RECORDS SUPPLIED
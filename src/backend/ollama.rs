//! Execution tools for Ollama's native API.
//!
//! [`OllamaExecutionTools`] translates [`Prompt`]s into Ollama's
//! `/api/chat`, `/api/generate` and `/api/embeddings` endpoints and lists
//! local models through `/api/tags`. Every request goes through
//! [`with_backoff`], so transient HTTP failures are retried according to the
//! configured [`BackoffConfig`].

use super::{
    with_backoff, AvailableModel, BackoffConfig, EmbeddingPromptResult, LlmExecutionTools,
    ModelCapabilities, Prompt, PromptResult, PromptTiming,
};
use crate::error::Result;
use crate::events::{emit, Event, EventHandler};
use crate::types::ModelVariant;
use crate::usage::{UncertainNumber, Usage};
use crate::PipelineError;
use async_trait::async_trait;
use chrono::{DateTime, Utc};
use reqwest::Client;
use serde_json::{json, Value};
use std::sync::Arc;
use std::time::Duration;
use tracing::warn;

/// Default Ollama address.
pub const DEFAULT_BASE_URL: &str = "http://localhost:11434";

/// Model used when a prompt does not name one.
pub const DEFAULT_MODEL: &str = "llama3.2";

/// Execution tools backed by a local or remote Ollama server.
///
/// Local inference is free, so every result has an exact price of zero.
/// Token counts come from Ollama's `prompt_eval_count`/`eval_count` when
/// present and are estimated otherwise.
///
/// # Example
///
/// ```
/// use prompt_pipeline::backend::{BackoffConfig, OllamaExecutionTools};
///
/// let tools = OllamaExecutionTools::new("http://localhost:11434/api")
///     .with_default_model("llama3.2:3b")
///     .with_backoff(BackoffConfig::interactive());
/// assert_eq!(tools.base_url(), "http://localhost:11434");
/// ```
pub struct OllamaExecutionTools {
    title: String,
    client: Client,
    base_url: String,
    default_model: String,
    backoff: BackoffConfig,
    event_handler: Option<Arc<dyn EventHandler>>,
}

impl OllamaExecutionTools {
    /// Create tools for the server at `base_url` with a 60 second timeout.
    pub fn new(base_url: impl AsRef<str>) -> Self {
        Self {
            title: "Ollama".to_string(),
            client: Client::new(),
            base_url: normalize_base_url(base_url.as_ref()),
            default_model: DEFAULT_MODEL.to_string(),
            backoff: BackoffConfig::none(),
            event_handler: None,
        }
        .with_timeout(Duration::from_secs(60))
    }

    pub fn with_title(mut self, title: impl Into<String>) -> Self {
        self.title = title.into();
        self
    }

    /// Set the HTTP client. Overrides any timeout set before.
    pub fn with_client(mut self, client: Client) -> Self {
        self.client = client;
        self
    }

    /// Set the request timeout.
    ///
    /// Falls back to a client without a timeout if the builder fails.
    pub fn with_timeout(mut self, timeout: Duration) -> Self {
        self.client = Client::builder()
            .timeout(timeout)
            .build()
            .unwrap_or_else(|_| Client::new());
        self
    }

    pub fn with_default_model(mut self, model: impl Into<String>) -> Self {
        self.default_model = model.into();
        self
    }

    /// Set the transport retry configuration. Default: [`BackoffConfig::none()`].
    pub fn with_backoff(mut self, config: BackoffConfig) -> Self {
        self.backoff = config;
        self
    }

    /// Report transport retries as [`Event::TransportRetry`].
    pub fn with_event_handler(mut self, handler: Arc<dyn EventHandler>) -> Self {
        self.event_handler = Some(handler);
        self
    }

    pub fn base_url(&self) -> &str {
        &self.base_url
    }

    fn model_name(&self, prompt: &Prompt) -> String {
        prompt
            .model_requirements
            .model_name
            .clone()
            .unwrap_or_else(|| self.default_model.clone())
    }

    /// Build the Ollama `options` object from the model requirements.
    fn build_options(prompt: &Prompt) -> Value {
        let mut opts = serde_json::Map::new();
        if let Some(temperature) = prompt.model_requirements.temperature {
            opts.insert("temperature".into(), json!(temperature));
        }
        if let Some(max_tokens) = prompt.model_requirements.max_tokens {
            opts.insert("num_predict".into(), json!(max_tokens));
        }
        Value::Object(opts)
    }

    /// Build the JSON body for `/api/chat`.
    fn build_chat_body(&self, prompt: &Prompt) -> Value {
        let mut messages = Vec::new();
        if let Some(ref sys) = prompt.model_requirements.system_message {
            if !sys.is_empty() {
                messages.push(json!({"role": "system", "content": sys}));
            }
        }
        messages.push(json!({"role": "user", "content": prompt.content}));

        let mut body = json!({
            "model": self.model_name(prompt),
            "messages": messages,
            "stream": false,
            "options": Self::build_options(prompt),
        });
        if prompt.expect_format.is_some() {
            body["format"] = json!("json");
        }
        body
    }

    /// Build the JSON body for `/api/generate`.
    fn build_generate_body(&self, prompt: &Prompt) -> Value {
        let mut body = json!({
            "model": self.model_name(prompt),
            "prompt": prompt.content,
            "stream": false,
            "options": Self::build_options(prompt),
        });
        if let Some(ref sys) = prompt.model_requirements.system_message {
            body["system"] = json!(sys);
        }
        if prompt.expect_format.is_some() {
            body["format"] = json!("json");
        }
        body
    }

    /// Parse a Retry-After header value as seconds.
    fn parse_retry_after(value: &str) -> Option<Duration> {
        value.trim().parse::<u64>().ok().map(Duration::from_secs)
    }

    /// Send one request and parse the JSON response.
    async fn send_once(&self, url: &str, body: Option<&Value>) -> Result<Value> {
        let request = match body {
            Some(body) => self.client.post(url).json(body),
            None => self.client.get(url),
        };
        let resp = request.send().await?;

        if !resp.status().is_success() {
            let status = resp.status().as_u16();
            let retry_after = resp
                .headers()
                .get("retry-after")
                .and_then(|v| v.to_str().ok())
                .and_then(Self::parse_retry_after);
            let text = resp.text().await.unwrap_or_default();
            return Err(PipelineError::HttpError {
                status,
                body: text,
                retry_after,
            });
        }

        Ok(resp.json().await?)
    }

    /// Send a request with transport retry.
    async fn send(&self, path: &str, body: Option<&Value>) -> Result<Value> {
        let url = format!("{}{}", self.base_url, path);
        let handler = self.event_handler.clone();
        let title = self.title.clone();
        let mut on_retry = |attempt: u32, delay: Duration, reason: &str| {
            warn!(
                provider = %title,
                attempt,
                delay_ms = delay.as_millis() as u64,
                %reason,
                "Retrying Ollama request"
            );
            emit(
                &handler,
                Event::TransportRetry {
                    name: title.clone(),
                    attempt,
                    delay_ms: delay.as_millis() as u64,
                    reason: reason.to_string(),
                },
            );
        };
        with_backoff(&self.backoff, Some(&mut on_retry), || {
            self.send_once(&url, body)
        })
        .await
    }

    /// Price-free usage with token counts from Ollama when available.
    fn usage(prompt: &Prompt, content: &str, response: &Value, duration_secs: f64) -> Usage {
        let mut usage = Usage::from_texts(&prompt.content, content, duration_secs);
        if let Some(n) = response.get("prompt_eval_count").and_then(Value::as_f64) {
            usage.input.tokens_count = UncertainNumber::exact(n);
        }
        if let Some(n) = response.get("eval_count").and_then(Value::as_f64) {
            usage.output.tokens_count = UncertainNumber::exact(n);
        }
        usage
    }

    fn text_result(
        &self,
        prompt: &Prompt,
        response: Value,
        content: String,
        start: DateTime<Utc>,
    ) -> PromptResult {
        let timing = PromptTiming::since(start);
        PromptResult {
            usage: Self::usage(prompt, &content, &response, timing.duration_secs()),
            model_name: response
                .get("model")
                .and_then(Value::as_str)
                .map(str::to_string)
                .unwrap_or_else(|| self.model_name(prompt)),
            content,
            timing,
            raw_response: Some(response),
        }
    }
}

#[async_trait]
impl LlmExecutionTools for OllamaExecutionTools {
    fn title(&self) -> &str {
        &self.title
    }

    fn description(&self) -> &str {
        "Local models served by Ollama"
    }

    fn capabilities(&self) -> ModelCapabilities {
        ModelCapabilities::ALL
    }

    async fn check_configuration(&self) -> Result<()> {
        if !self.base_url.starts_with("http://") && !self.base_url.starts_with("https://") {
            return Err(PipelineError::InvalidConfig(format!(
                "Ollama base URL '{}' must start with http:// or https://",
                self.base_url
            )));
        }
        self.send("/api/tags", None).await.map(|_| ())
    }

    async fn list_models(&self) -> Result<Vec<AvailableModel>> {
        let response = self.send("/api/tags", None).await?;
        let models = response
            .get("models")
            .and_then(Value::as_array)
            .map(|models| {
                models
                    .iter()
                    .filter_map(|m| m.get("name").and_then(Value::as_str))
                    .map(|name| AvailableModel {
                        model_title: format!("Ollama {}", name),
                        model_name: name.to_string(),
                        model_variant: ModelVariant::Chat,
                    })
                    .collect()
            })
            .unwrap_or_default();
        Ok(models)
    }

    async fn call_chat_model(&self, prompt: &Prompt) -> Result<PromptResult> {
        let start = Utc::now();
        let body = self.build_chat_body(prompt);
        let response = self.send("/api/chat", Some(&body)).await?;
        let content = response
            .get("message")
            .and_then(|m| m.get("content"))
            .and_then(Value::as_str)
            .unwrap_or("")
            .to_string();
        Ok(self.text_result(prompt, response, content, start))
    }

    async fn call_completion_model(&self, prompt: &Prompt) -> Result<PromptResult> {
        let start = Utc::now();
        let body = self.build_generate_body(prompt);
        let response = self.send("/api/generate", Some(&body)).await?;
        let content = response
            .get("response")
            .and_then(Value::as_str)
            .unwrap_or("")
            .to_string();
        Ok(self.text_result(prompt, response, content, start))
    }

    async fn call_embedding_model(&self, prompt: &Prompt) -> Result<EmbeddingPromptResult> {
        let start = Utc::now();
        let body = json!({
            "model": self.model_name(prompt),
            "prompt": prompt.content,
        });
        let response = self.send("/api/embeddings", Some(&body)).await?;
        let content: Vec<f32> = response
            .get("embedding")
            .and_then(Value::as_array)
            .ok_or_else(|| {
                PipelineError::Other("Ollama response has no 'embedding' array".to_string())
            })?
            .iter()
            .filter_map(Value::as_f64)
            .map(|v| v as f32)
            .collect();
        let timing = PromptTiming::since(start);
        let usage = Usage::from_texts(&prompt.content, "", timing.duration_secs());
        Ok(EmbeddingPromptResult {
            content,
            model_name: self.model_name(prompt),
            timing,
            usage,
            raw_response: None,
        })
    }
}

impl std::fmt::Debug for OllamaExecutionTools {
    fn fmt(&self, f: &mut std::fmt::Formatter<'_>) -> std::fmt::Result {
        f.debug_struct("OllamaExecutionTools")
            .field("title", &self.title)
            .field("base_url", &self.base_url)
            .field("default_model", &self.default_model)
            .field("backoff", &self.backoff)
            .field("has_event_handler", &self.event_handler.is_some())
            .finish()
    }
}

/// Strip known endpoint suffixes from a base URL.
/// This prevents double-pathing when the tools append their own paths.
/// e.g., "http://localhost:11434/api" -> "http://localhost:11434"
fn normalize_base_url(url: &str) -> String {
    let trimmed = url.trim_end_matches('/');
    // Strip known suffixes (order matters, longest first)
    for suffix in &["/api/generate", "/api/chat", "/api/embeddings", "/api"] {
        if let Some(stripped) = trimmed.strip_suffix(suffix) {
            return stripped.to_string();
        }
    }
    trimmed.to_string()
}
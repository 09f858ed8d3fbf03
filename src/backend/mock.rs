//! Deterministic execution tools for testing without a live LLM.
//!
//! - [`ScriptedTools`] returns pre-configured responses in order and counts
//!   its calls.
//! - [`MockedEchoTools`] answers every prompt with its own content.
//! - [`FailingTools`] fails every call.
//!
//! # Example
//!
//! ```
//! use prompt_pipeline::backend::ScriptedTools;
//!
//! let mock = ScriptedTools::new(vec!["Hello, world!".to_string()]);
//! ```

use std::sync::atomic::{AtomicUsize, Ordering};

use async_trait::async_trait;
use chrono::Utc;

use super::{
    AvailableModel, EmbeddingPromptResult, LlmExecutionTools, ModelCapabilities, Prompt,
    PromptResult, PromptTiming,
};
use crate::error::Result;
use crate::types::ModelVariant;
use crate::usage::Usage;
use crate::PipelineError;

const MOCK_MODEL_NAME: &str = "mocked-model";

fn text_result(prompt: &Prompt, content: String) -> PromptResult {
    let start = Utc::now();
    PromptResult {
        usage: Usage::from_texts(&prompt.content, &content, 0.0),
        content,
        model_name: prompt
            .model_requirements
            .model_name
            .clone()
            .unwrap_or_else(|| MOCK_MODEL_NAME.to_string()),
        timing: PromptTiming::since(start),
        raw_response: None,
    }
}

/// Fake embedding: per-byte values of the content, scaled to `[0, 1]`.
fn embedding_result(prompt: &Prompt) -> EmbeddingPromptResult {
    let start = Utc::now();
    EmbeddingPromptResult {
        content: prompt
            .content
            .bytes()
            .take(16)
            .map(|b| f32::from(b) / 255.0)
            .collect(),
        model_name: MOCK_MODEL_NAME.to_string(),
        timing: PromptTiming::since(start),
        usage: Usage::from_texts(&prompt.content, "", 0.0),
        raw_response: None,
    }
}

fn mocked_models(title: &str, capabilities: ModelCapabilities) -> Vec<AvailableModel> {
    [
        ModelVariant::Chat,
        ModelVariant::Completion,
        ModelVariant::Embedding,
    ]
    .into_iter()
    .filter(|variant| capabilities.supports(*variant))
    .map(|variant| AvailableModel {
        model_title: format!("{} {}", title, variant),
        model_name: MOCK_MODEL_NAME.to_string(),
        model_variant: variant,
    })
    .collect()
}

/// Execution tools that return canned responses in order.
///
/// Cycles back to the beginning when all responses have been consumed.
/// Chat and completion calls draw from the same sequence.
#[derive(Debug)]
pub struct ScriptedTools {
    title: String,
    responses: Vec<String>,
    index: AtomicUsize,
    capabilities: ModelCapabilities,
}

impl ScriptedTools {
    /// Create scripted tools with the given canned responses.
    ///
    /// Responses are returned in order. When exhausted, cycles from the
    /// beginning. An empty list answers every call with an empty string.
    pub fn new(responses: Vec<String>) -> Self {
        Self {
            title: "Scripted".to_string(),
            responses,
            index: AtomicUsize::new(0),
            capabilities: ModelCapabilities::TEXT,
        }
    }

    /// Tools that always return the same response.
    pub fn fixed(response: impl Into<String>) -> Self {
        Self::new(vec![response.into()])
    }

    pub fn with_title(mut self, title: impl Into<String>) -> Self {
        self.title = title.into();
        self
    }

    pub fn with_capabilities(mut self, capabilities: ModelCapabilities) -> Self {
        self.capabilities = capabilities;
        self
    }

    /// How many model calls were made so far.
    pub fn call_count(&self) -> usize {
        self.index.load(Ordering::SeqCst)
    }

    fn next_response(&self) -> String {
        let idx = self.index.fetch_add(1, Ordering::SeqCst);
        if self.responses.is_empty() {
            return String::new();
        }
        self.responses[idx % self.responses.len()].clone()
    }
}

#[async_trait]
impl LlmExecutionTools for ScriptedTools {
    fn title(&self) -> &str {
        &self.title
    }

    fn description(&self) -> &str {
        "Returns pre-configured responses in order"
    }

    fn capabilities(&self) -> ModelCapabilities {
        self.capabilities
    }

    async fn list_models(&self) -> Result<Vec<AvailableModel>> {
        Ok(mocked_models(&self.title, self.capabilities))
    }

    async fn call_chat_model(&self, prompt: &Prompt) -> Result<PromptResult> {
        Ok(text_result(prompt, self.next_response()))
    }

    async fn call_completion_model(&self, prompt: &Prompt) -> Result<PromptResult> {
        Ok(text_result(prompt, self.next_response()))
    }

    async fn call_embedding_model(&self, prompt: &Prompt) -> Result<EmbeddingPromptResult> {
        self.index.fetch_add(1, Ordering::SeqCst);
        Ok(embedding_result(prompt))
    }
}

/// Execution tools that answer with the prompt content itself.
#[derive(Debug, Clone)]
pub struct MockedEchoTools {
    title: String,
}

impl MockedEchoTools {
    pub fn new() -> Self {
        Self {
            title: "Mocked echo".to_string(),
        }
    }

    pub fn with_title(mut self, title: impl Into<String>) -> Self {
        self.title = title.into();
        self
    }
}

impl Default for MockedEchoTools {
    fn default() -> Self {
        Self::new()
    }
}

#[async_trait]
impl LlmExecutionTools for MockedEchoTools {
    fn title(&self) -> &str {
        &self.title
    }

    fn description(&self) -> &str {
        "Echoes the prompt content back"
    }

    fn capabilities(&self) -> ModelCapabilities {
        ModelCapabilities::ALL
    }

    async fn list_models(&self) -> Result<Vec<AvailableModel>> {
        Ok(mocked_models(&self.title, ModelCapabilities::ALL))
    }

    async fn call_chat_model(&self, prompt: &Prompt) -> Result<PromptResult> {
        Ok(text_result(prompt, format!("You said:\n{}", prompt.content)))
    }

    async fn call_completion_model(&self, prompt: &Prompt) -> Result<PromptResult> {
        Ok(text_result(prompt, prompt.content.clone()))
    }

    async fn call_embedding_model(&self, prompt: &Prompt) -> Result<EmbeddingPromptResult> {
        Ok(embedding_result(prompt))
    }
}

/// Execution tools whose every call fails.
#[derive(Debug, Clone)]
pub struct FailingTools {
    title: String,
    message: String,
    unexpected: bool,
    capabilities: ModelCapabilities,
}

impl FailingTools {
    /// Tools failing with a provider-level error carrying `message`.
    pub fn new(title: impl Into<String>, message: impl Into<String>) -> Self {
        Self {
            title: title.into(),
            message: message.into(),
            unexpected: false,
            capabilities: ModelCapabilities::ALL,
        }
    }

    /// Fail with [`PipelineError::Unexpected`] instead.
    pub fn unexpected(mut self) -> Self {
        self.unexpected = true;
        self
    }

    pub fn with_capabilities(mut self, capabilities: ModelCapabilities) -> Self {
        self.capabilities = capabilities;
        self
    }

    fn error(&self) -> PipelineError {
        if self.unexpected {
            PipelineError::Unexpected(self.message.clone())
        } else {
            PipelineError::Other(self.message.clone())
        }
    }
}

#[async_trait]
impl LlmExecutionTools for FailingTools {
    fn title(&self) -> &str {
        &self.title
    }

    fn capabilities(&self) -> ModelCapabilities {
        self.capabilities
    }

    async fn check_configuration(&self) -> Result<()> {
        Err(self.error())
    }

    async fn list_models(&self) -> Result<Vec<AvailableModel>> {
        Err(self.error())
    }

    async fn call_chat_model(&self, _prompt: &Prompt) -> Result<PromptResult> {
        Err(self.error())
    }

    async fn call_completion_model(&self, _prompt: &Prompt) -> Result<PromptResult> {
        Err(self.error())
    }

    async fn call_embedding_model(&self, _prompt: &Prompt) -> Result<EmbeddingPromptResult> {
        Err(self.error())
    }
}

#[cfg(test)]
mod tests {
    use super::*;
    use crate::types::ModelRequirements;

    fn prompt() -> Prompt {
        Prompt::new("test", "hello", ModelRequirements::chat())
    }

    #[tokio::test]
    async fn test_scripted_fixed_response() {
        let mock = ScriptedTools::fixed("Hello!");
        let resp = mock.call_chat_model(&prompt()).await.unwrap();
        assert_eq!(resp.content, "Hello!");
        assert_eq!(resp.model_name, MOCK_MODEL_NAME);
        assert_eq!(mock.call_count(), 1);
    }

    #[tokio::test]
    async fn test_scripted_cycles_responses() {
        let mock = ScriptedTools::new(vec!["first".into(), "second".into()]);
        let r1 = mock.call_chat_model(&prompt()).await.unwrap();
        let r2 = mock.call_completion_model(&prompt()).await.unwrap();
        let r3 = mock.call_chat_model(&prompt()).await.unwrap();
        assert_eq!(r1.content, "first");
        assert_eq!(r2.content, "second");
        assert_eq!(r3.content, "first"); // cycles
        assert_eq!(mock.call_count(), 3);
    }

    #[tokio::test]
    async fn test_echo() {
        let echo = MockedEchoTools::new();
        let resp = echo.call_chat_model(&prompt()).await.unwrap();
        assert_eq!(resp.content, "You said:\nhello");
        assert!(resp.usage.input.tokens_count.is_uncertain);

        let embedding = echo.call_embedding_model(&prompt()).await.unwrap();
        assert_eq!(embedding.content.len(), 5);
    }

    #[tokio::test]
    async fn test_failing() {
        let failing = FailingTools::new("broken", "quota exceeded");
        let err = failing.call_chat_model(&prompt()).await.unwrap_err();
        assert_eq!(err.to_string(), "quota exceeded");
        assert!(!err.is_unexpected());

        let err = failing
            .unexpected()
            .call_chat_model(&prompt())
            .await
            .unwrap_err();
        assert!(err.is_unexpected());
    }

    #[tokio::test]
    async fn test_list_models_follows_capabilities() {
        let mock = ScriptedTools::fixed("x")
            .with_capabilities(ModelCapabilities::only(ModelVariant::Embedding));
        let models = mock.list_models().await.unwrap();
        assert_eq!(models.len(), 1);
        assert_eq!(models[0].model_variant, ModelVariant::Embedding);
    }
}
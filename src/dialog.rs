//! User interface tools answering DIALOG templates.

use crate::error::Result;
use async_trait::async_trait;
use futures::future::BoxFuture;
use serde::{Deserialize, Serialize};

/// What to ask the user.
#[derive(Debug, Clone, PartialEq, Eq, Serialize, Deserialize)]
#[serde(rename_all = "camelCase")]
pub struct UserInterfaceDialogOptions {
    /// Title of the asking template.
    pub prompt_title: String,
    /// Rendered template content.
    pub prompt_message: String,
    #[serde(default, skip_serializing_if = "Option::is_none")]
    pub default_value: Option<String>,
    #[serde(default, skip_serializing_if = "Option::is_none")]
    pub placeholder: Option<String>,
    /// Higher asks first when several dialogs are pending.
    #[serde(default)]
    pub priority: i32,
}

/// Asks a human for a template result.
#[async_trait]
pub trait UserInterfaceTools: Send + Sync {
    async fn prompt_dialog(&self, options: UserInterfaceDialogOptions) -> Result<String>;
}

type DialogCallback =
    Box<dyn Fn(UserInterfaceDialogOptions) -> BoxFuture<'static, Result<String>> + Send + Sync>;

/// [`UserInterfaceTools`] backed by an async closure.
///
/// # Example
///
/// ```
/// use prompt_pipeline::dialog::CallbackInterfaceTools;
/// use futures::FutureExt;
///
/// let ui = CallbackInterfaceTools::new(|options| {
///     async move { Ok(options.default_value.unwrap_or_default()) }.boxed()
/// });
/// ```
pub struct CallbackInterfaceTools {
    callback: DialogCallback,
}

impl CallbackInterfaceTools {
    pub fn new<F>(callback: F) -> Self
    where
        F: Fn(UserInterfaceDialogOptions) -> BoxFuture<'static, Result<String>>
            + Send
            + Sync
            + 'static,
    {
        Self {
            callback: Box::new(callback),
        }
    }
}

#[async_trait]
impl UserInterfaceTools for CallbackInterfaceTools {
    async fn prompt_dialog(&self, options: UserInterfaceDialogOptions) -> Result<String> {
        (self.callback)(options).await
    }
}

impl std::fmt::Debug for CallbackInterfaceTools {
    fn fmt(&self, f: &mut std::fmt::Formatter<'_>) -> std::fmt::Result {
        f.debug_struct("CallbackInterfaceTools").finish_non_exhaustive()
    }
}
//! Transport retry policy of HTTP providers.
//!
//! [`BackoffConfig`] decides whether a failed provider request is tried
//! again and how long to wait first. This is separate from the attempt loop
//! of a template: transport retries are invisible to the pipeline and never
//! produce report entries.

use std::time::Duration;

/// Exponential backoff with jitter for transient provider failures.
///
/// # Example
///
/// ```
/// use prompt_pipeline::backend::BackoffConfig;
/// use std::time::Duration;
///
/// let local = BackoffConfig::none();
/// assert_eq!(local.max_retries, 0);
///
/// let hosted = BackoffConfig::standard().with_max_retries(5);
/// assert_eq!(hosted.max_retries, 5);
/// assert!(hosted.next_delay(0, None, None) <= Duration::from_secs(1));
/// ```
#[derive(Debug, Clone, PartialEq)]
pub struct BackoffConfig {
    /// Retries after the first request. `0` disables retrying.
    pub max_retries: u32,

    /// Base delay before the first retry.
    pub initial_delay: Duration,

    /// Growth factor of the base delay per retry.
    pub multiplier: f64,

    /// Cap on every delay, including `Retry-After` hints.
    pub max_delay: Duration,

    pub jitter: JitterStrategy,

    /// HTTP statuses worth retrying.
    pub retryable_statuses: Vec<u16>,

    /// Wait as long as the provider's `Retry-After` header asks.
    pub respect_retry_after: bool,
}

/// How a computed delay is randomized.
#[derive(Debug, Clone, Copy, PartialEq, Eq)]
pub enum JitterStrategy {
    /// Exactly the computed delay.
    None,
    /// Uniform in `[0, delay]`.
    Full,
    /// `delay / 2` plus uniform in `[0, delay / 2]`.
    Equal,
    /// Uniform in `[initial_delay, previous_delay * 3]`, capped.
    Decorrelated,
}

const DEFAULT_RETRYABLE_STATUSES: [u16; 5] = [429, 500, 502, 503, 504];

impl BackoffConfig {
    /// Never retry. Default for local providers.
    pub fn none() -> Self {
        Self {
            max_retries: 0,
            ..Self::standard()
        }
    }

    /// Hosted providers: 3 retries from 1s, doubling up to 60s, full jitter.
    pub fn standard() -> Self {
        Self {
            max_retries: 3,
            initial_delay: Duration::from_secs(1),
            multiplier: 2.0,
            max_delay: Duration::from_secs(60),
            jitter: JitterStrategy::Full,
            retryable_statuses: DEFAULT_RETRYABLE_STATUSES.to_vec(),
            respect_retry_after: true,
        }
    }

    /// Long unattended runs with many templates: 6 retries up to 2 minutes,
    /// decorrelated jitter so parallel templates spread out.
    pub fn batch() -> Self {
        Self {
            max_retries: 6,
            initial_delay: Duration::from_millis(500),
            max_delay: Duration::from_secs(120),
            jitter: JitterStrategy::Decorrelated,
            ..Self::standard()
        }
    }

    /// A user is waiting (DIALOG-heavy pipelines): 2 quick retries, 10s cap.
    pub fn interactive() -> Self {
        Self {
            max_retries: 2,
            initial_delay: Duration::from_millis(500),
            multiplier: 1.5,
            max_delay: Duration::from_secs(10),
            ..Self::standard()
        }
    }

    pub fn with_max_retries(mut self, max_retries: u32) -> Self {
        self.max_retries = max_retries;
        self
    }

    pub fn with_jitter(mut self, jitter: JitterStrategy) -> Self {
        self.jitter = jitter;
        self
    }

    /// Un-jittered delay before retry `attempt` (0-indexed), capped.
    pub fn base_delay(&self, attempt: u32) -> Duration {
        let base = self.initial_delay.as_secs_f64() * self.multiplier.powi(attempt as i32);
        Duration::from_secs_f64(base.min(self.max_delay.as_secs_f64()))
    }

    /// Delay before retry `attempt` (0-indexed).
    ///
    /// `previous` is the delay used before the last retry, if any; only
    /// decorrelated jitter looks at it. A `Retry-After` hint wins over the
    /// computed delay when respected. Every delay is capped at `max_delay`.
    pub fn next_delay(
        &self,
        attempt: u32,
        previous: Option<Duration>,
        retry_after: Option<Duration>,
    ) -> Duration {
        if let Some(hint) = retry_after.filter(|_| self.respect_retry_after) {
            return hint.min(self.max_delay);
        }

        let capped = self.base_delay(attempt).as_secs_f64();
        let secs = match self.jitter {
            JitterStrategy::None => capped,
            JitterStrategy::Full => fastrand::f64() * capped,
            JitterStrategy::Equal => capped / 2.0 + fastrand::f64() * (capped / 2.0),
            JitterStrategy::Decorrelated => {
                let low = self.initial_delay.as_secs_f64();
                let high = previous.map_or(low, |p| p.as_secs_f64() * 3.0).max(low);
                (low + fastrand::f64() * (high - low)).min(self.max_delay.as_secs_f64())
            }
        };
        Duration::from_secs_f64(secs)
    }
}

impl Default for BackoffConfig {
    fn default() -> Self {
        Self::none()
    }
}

TASK STATEMENT
Your answer must consist of every line in the listing that contains "without".

EXERCISE SOLUTION
    /// Falls back to a client without a timeout if the builder fails.
//! Deterministic execution tools for testing without a live LLM.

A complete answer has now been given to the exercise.